Pharmacological Activation of Neuronal Voltage-Gated Kv7/KCNQ/M-Channels for Potential Therapy of Epilepsy and Pain.

Native M-current is a low-threshold, slowly activating potassium current that exerts an inhibitory control over neuronal excitability. The M-channel is primarily co-assembled by heterotetrameric Kv7.2/KCNQ2 and Kv7.3/KCNQ3 subunits that are specifically expressed in the brain and peripheral nociceptive and visceral sensory neurons in the spinal cord.
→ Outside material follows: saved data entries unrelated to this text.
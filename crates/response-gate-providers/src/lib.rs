// response-gate-providers/src/lib.rs
// ============================================================================
// Module: Response Gate Providers Library
// Description: Outbound HTTP clients for the gating pipeline.
// Purpose: Expose the analytics fetcher and the risk classifier client.
// Dependencies: response-gate-core, reqwest, tokio
// ============================================================================

//! ## Overview
//! Providers own the two outbound network calls of the pipeline: the
//! authenticated analytics fetch and the bounded classification request. Both
//! are total over their failure modes: the fetcher returns a structured
//! [`FetchResult`] and the classifier reduces every error to a
//! [`response_gate_core::ClassificationOutcome`], so callers compose them by
//! ordinary sequencing without exception paths.
//! Security posture: fetched bodies are untrusted model-visible text and must
//! pass the sanitization gate before delivery.

// ============================================================================
// SECTION: Modules
// ============================================================================

pub mod classify;
pub mod fetch;

// ============================================================================
// SECTION: Re-Exports
// ============================================================================

pub use classify::ClassifierConfig;
pub use classify::ClassifierError;
pub use classify::HttpClassifier;
pub use fetch::ApiFetcher;
pub use fetch::FetchFailure;
pub use fetch::FetchFailureKind;
pub use fetch::FetchResult;
pub use fetch::FetcherConfig;
pub use fetch::FetcherError;
pub use fetch::ParamValue;
// response-gate-mcp/src/lib.rs
// ============================================================================
// Module: Response Gate MCP Server Library
// Description: MCP server wiring for the gated analytics pipeline.
// Purpose: Expose the endpoint catalog as gated JSON-RPC tools.
// Dependencies: response-gate-core, response-gate-providers, axum, tokio
// ============================================================================

//! ## Overview
//! This crate assembles the pipeline behind the MCP surface: configuration
//! loading, the static endpoint catalog, the tool router that fetches and
//! gates every upstream response, payload-free audit events, and the stdio
//! and HTTP transports. Security posture: everything arriving from the
//! analytics API is untrusted model-visible text and passes through the
//! sanitization gate before it reaches a tool response.

// ============================================================================
// SECTION: Modules
// ============================================================================

pub mod audit;
pub mod catalog;
pub mod config;
pub mod server;
pub mod tools;

// ============================================================================
// SECTION: Re-Exports
// ============================================================================

pub use audit::GateAuditSink;
pub use audit::NoopAuditSink;
pub use audit::StderrAuditSink;
pub use catalog::EndpointDescriptor;
pub use config::ConfigError;
pub use config::GateConfig;
pub use config::ServerTransport;
pub use server::GateMcpServer;
pub use server::McpServerError;
pub use tools::ToolError;
pub use tools::ToolRouter;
Reduction of M-channel function leads to neuronal hyperexcitability that defines the fundamental mechanism of neurological disorders such as epilepsy and pain, indicating that pharmacological activation of Kv7/KCNQ/M-channels may serve the basis for the therapy. The well-known KCNQ opener retigabine (ezogabine or Potiga) was approved by FDA in 2011 as an anticonvulsant used for an adjunctive treatment of partial epilepsies. Unfortunately, retigabine was discontinued in 2017 due to its side effects of blue-colored appearance of the skin and eyes after prolonged intake. In addition, flupirtine, a structural derivative of retigabine and a centrally acting non-opioid analgesic, was also withdrawn in 2018 for liver toxicity. Fortunately, these side effects are compound-structures related and can be avoided. Thus, further identification and development of novel potent and selective Kv7 channel openers may lead to an effective therapy with improved safety window for anti-epilepsy and anti-nociception.